1999 Chinese animated film

Lotus Lantern (宝莲灯 (Bǎo lián dēng)) is a Chinese animated feature film based on the Chinese fairy tale The Magic Lotus Lantern, produced by Shanghai Animation Film Studio.

==Story==
The story is based on the traditional Chinese folklore about a boy named Chenxiang. His mother, Sanshengmu, is a goddess, and his father, Liu Yanchang, was a mortal. Since their marriage was forbidden, his maternal uncle, Erlang Shen, who was a god, punishes them by killing Liu Yanchang. Sanshengmu escapes and gives birth, but Chen Xiang grows up without knowledge of his ancestry. Sanshengmu possesses a magical Lotus Lantern whose light can scare away evil. When Erlang Shen, a strict and powerful god, kidnaps Chen Xiang, Sanshengmu fights to save him.

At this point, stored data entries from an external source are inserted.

//! Live index: single-flight passes and snapshot publication
//!
//! # Architecture
//!
//! ```text
//! ┌───────────────────────────────────────────────────────────┐
//! │                       StoreIndexer                         │
//! │   index() / index_changed()                                │
//! │        │  (one pass at a time, others coalesce)            │
//! │        ▼                                                   │
//! │   spawn_blocking ──► StoreAnalyzer::analyze(previous)      │
//! │                              │                             │
//! │                              ▼                             │
//! │   ServerState: RwLock<Arc<IndexSnapshot>>  ◄── publish     │
//! └───────────────────────────────────────────────────────────┘
//! ```
//!
//! # Modules
//!
//! - `state` - Published snapshot and pass status
//! - `indexer` - Single-flight pass scheduling

pub mod indexer;
pub mod state;

pub use indexer::{IndexOutcome, IndexRequest, ModuleGraphAnalyzer, StoreAnalyzer, StoreIndexer};
pub use state::{IndexerStatus, ServerState};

Unfortunately, Erlang Shen is victorious and Chen Xiang is forced to live in his palace on the sacred mountains. Erlang Shen then imprisons Sanshengmu beneath a mountain for her crimes. Although he is quite young, Chen Xiang manages to escape from the palace, taking the magical lotus lantern that Sanshengmu lost during the battle.

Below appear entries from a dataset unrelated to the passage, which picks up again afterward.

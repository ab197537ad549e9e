//! Index construction: visits, snapshots, the dependency graph and the
//! incremental reindexer

pub mod builder;
pub mod graph;
pub mod incremental;

pub use builder::{
    Edge, IndexSnapshot, ModuleFrame, ModuleVisit, PassStats, RegistrationScan, StoreBuilder,
    VisitKey, VisitTarget,
};
pub use graph::DependencyGraph;
pub use incremental::{IncrementalReindexer, ReindexPlan};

After surviving adventures with many beloved characters of Chinese mythology, Chen Xiang finally matures into a courageous young man who must battle Erlang Shen to win Sanshengmu's freedom and fall in love at the same time.

==Main characters==
- Chenxiang: Half-god boy. His mother is a goddess and his father is a mortal. He gets through tons of adventures to win his mother's freedom from his uncle Er langshen.
- Sanshengmu: Powerful Goddess who possesses a magical lotus lantern. She fell in love with a mortal and gave birth to Chenxiang. For which she is imprisoned beneath Hua Mountain.
- Er-lang Shen: Er-lang Shen may be a deified version of several semi-mythical folk heroes who help regulate China's torrential floods, dating variously from the Qin, Sui and Jin dynasties. A later Buddhist source identify him as the second son of the Northern Heavenly King Vaishravana.